Single-atom-catalysts (SACs) have recently gained significant attention in energy conversion/storage application, while the low-loading amount due to their easy-to-migrate tendency poses a major bottleneck. For energy-saving H2 generation, replacing sluggish oxygen evolution reaction with thermodynamically favorable urea oxidation reaction (UOR) offers a great promise, additionally mitigating the issue of urea-rich water contamination. However, the lack of efficient catalysts to overcome the intrinsically slow kinetics limits its scalable applications.

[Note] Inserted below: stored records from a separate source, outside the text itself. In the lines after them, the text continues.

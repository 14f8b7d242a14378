use std::collections::HashSet;

use crate::error::{Error, Result};

/// Wall and goal layout of a square grid interior surrounded by a boundary
/// wall ring.
///
/// Interior cells use 1-based coordinates `1..=size`; the boundary ring is
/// implicit and never enumerated.
#[derive(Debug, Clone)]
pub struct GridLayout {
    size: usize,
    walls: HashSet<(i32, i32)>,
    goals: HashSet<(i32, i32)>,
    start: (i32, i32),
}

impl GridLayout {
    /// Creates a layout with the given interior walls and goal cells and the
    /// start at `(1, 1)`.
    ///
    /// # Errors
    ///
    /// Returns `Error::Structural` for out-of-bounds or duplicate walls,
    /// goals colliding with walls, or a start cell that is not open.
    pub fn new(size: usize, walls: Vec<(i32, i32)>, goals: Vec<(i32, i32)>) -> Result<Self> {
        Self::build(size, walls, goals, (1, 1))
    }

    /// Returns the layout with a different start cell.
    ///
    /// # Errors
    ///
    /// Returns `Error::Structural` if the start cell is out of bounds or on
    /// a wall.
    pub fn with_start(self, x: i32, y: i32) -> Result<Self> {
        Self::build(
            self.size,
            self.walls.into_iter().collect(),
            self.goals.into_iter().collect(),
            (x, y),
        )
    }

    /// Parses an ASCII map: `#` or `W` wall, `G` goal, `A` start, space for
    /// floor.
    ///
    /// The map includes the boundary ring, so a `size x size` interior takes
    /// `size + 2` rows of `size + 2` characters each. Column index is `x` and
    /// row index is `y`. Without an `A` cell the start defaults to `(1, 1)`.
    ///
    /// # Errors
    ///
    /// Returns `Error::Structural` for non-square or ragged maps, non-wall
    /// boundary cells, unknown characters, or multiple `A` cells.
    ///
    /// # Examples
    ///
    /// ```
    /// use lmdp::grid::GridLayout;
    ///
    /// let layout = GridLayout::from_map(&[
    ///     "####",
    ///     "#AW#",
    ///     "# G#",
    ///     "####",
    /// ])?;
    /// assert_eq!(layout.size(), 2);
    /// assert!(!layout.is_open(2, 1));
    /// assert!(layout.is_goal(2, 2));
    /// # Ok::<(), lmdp::Error>(())
    /// ```
    pub fn from_map(lines: &[&str]) -> Result<Self> {
        let rows = lines.len();
        if rows < 3 {
            return Err(Error::structural(
                "map needs at least 3 rows including the boundary",
            ));
        }
        let mut walls = Vec::new();
        let mut goals = Vec::new();
        let mut start = None;
        for (row, line) in lines.iter().enumerate() {
            let chars: Vec<char> = line.chars().collect();
            if chars.len() != rows {
                return Err(Error::structural(format!(
                    "map row {row} has {} columns, expected {rows}",
                    chars.len()
                )));
            }
            for (col, ch) in chars.iter().enumerate() {
                let boundary = row == 0 || row == rows - 1 || col == 0 || col == rows - 1;
                let cell = (col as i32, row as i32);
                match *ch {
                    '#' | 'W' => {
                        if !boundary {
                            walls.push(cell);
                        }
                    }
                    ' ' | 'G' | 'A' if boundary => {
                        return Err(Error::structural(format!(
                            "map boundary must be walls, found '{ch}' at ({col}, {row})"
                        )));
                    }
                    ' ' => {}
                    'G' => goals.push(cell),
                    'A' => {
                        if start.replace(cell).is_some() {
                            return Err(Error::structural("map has more than one start cell"));
                        }
                    }
                    _ => {
                        return Err(Error::structural(format!(
                            "unknown map character '{ch}' at ({col}, {row})"
                        )));
                    }
                }
            }
        }
        Self::build(rows - 2, walls, goals, start.unwrap_or((1, 1)))
    }

    fn build(
        size: usize,
        walls: Vec<(i32, i32)>,
        goals: Vec<(i32, i32)>,
        start: (i32, i32),
    ) -> Result<Self> {
        if size == 0 {
            return Err(Error::structural("grid interior must be at least 1x1"));
        }
        let mut wall_set = HashSet::with_capacity(walls.len());
        for (x, y) in walls {
            if !in_bounds(size, x, y) {
                return Err(Error::structural(format!(
                    "wall ({x}, {y}) out of bounds for a {size}x{size} interior"
                )));
            }
            if !wall_set.insert((x, y)) {
                return Err(Error::structural(format!("duplicate wall at ({x}, {y})")));
            }
        }
        let mut goal_set = HashSet::with_capacity(goals.len());
        for (x, y) in goals {
            if !in_bounds(size, x, y) {
                return Err(Error::structural(format!(
                    "goal ({x}, {y}) out of bounds for a {size}x{size} interior"
                )));
            }
            if wall_set.contains(&(x, y)) {
                return Err(Error::structural(format!(
                    "goal ({x}, {y}) collides with a wall"
                )));
            }
            if !goal_set.insert((x, y)) {
                return Err(Error::structural(format!("duplicate goal at ({x}, {y})")));
            }
        }
        let (sx, sy) = start;
        if !in_bounds(size, sx, sy) || wall_set.contains(&start) {
            return Err(Error::structural(format!(
                "start ({sx}, {sy}) is not an open cell"
            )));
        }
        Ok(GridLayout {
            size,
            walls: wall_set,
            goals: goal_set,
            start,
        })
    }

    /// Interior side length.
    pub fn size(&self) -> usize {
        self.size
    }

    /// The start cell.
    pub fn start(&self) -> (i32, i32) {
        self.start
    }

    /// Number of interior wall cells.
    pub fn n_walls(&self) -> usize {
        self.walls.len()
    }

    /// Whether `(x, y)` is an interior cell that can be occupied.
    pub fn is_open(&self, x: i32, y: i32) -> bool {
        in_bounds(self.size, x, y) && !self.walls.contains(&(x, y))
    }

    /// Whether `(x, y)` is a goal cell.
    pub fn is_goal(&self, x: i32, y: i32) -> bool {
        self.goals.contains(&(x, y))
    }
}

fn in_bounds(size: usize, x: i32, y: i32) -> bool {
    x >= 1 && y >= 1 && x <= size as i32 && y <= size as i32
}

#[cfg(test)]
mod tests {
    use super::*;

    #[test]
    fn test_new_validates_and_exposes_cells() {
        let layout = GridLayout::new(3, vec![(2, 2)], vec![(3, 3)]).unwrap();
        assert_eq!(layout.size(), 3);
        assert_eq!(layout.start(), (1, 1));
        assert_eq!(layout.n_walls(), 1);
        assert!(layout.is_open(1, 1));
        assert!(!layout.is_open(2, 2));
        assert!(!layout.is_open(0, 1));
        assert!(!layout.is_open(4, 1));
        assert!(layout.is_goal(3, 3));
        assert!(!layout.is_goal(1, 1));
    }

    #[test]
    fn test_wall_out_of_bounds() {
        let err = GridLayout::new(3, vec![(4, 1)], vec![]).unwrap_err();
        assert!(matches!(err, Error::Structural(_)));
    }

    #[test]
    fn test_duplicate_wall() {
        let err = GridLayout::new(3, vec![(2, 2), (2, 2)], vec![]).unwrap_err();
        assert!(matches!(err, Error::Structural(_)));
    }

    #[test]
    fn test_goal_on_wall() {
        let err = GridLayout::new(3, vec![(2, 2)], vec![(2, 2)]).unwrap_err();
        assert!(matches!(err, Error::Structural(_)));
    }

    #[test]
    fn test_start_on_wall() {
        let err = GridLayout::new(3, vec![(1, 1)], vec![]).unwrap_err();
        assert!(matches!(err, Error::Structural(_)));
    }

    #[test]
    fn test_with_start_moves_and_validates() {
        let layout = GridLayout::new(3, vec![(2, 2)], vec![(3, 3)]).unwrap();
        let layout = layout.with_start(3, 1).unwrap();
        assert_eq!(layout.start(), (3, 1));
        assert!(matches!(
            layout.with_start(2, 2),
            Err(Error::Structural(_))
        ));
    }

    #[test]
    fn test_start_on_goal_is_allowed() {
        let layout = GridLayout::new(1, vec![], vec![(1, 1)]).unwrap();
        assert_eq!(layout.start(), (1, 1));
        assert!(layout.is_goal(1, 1));
    }

    #[test]
    fn test_from_map_parses_cells() {
        let layout = GridLayout::from_map(&[
            "#####", //
            "#A  #",
            "# W #",
            "#  G#",
            "#####",
        ])
        .unwrap();
        assert_eq!(layout.size(), 3);
        assert_eq!(layout.start(), (1, 1));
        assert_eq!(layout.n_walls(), 1);
        assert!(!layout.is_open(2, 2));
        assert!(layout.is_goal(3, 3));
    }

    #[test]
    fn test_from_map_start_cell() {
        let layout = GridLayout::from_map(&[
            "####", //
            "# A#",
            "#G #",
            "####",
        ])
        .unwrap();
        assert_eq!(layout.start(), (2, 1));
        assert!(layout.is_goal(1, 2));
    }

    #[test]
    fn test_from_map_default_start() {
        let layout = GridLayout::from_map(&[
            "####", //
            "#  #",
            "# G#",
            "####",
        ])
        .unwrap();
        assert_eq!(layout.start(), (1, 1));
    }

    #[test]
    fn test_from_map_ragged_rows() {
        let err = GridLayout::from_map(&[
            "####", //
            "#  ##",
            "# G#",
            "####",
        ])
        .unwrap_err();
        assert!(matches!(err, Error::Structural(_)));
    }

    #[test]
    fn test_from_map_unknown_character() {
        let err = GridLayout::from_map(&[
            "####", //
            "#L #",
            "# G#",
            "####",
        ])
        .unwrap_err();
        assert!(matches!(err, Error::Structural(_)));
    }

    #[test]
    fn test_from_map_multiple_starts() {
        let err = GridLayout::from_map(&[
            "####", //
            "#AA#",
            "# G#",
            "####",
        ])
        .unwrap_err();
        assert!(matches!(err, Error::Structural(_)));
    }

    #[test]
    fn test_from_map_open_boundary() {
        let err = GridLayout::from_map(&[
            "### ", //
            "#  #",
            "# G#",
            "####",
        ])
        .unwrap_err();
        assert!(matches!(err, Error::Structural(_)));
    }

    #[test]
    fn test_from_map_too_small() {
        let err = GridLayout::from_map(&["##", "##"]).unwrap_err();
        assert!(matches!(err, Error::Structural(_)));
    }
}
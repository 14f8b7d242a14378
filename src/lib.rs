//! Linearly-solvable MDPs over grid worlds: state-space construction,
//! power-iteration solving, optimal-policy extraction, and embedding into
//! equivalent standard MDPs.

pub mod error;
pub mod grid;
pub mod model;
pub mod solver;

pub use error::{Error, Result};
pub use grid::{Action, Direction, GridLayout, GridState, GridWorld, RewardConfig, StateSpace};
pub use model::{ActionDynamicsSource, Lmdp, Mdp, PassiveDynamicsSource, TransitionRow};
pub use solver::{
    embed_lmdp, embed_policy, optimal_policy, power_iteration, sweep, value_function,
    value_iteration, SolverConfig,
};
use std::time::Duration;

mod common;
use common::{stabilize_ring, start_node};

/// A node can join through an address whose owner has since failed,
/// as long as at least one ring member still answers at that address's
/// logical position — here node1 joins via node0 while node0 is still
/// alive, then node0 dies and a fresh node4 must still be able to join
/// the surviving ring through node1.
#[tokio::test]
async fn join_succeeds_after_entry_point_departs() {
    let (node0, addr0, _h0) = start_node(8).await;
    let (node1, _addr1, h1) = start_node(8).await;
    let (node2, _addr2, _h2) = start_node(8).await;

    node1.join(addr0.clone()).await.expect("node1 join");
    node2.join(addr0.clone()).await.expect("node2 join");

    let nodes = vec![node0.clone(), node1.clone(), node2.clone()];
    stabilize_ring(&nodes, 8).await;

    h1.abort();
    tokio::time::sleep(Duration::from_millis(300)).await;

    let survivors = vec![node0.clone(), node2.clone()];
    stabilize_ring(&survivors, 8).await;

    let (node3, _addr3, _h3) = start_node(8).await;
    node3
        .join(addr0.clone())
        .await
        .expect("node3 should join the surviving ring through node0");

    stabilize_ring(&[node0, node2, node3.clone()], 8).await;
    assert!(!node3.successor_list().await.is_empty());
}
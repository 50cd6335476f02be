use std::collections::HashMap;
use std::time::Duration;

use tokio::sync::Mutex;
use tonic::transport::Channel;

use crate::error::{ChordError, ChordResult};

/// Connection pool keyed by `"addr:port"`. A single lock guards the
/// map; eviction is safe against concurrent lookups for the same
/// address because both paths take the same lock. Every channel is
/// built with the configured per-RPC timeout so a hung peer fails a
/// call instead of blocking the caller forever.
#[derive(Debug)]
pub struct ConnectionPool {
    channels: Mutex<HashMap<String, Channel>>,
    timeout: Duration,
}

impl ConnectionPool {
    pub fn new(timeout_ms: u64) -> Self {
        ConnectionPool {
            channels: Mutex::new(HashMap::new()),
            timeout: Duration::from_millis(timeout_ms),
        }
    }

    pub async fn get(&self, addr: &str) -> ChordResult<Channel> {
        {
            let guard = self.channels.lock().await;
            if let Some(channel) = guard.get(addr) {
                return Ok(channel.clone());
            }
        }

        let endpoint = format!("http://{}", addr);
        let channel = Channel::from_shared(endpoint)
            .map_err(|e| ChordError::PeerUnreachable(e.to_string()))?
            .timeout(self.timeout)
            .connect()
            .await
            .map_err(|e| ChordError::PeerUnreachable(e.to_string()))?;

        let mut guard = self.channels.lock().await;
        guard.insert(addr.to_string(), channel.clone());
        Ok(channel)
    }

    /// Called when a peer is suspected dead so the next call redials.
    pub async fn evict(&self, addr: &str) {
        self.channels.lock().await.remove(addr);
    }

    pub async fn clear(&self) {
        self.channels.lock().await.clear();
    }
}
use chord_proto::chord::chord_client::ChordClient;
use chord_proto::chord::{GetRequest, PutRequest};
use tonic::Request;

mod common;
use common::{stabilize_ring, start_node};

#[tokio::test]
async fn ring_forms_and_routes_put_get() {
    let (node1, addr1, _h1) = start_node(8).await;
    let (node2, addr2, _h2) = start_node(8).await;
    let (node3, addr3, _h3) = start_node(8).await;

    node2.join(addr1.clone()).await.expect("node2 join");
    node3.join(addr1.clone()).await.expect("node3 join");

    let nodes = vec![node1.clone(), node2.clone(), node3.clone()];
    stabilize_ring(&nodes, 10).await;

    // Every node's successor list should now agree on a 3-cycle.
    for node in &nodes {
        let successor = node.successor_list().await;
        assert!(!successor.is_empty());
        assert_ne!(successor[0].id, node.id, "a 3-node ring has no self-successors");
    }

    let key = "test_key";
    let value = b"test_value".to_vec();

    let mut client1 = ChordClient::connect(format!("http://{}", addr1)).await.unwrap();
    client1
        .put(Request::new(PutRequest {
            key: key.to_string(),
            value: value.clone(),
        }))
        .await
        .expect("put");

    let mut client3 = ChordClient::connect(format!("http://{}", addr3)).await.unwrap();
    let resp = client3
        .get(Request::new(GetRequest { key: key.to_string() }))
        .await
        .expect("get");
    assert_eq!(resp.into_inner().value, value);
}

#[tokio::test]
async fn get_of_missing_key_is_not_found() {
    let (_node, addr, _h) = start_node(8).await;
    let mut client = ChordClient::connect(format!("http://{}", addr)).await.unwrap();
    let status = client
        .get(Request::new(GetRequest { key: "nope".to_string() }))
        .await
        .expect_err("missing key should fail");
    assert_eq!(status.code(), tonic::Code::NotFound);
}
pub mod chord {
    tonic::include_proto!("chord");
}

/// SHA-1(s) truncated to the first `m_bits` bits, big-endian. `m_bits`
/// must be a multiple of 8; callers are expected to have validated
/// this against `Config::key_size` already.
pub fn hash_key(s: &str, m_bits: u32) -> Vec<u8> {
    use sha1::{Digest, Sha1};
    debug_assert_eq!(m_bits % 8, 0, "key size must be a multiple of 8 bits");
    let mut hasher = Sha1::new();
    hasher.update(s.as_bytes());
    let digest = hasher.finalize();
    let n_bytes = (m_bits / 8) as usize;
    digest[..n_bytes].to_vec()
}

#[cfg(test)]
mod tests {
    use super::*;

    #[test]
    fn truncates_to_requested_width() {
        let id8 = hash_key("key1", 8);
        let id160 = hash_key("key1", 160);
        assert_eq!(id8.len(), 1);
        assert_eq!(id160.len(), 20);
        assert_eq!(id8[0], id160[0]);
    }

    #[test]
    fn is_deterministic() {
        assert_eq!(hash_key("abc", 8), hash_key("abc", 8));
    }
}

Herein, we discover that incorporating tensile-strain on the surface of Co3O4 (strained-Co3O4; S-Co3O4) support by liquid N2-quenching method can significantly inhibit the migration tendency of Rh single-atom (RhSA), thereby stabilizing ~200% higher-loading of RhSA sites (RhSA-S-Co3O4; bulk loading ~6.6wt%/surface loading ~11.6wt%) compared to pristine-Co3O4 (P-Co3O4). Theoretical calculations revealed a significantly increased migration energy barrier of RhSA on S-Co3O4 surface than P-Co3O4, inhibiting their migration/agglomeration. Surprisingly, the RhSA-S-Co3O4 exhibited exceptional pH-universal UOR-activity, requiring record-low working potentials and surpassing Pt/Rh-C, benefited from superior urea adsorption and stabilization of CO*/NH* intermediates, revealed by DFT simulations. Meanwhile, the assembled urea-electrolyzer delivered 10 mA/cm2 at only 1.33 V with robust stability in alkaline media. This work provides a general methodology towards high-loading SACs for scalable applications.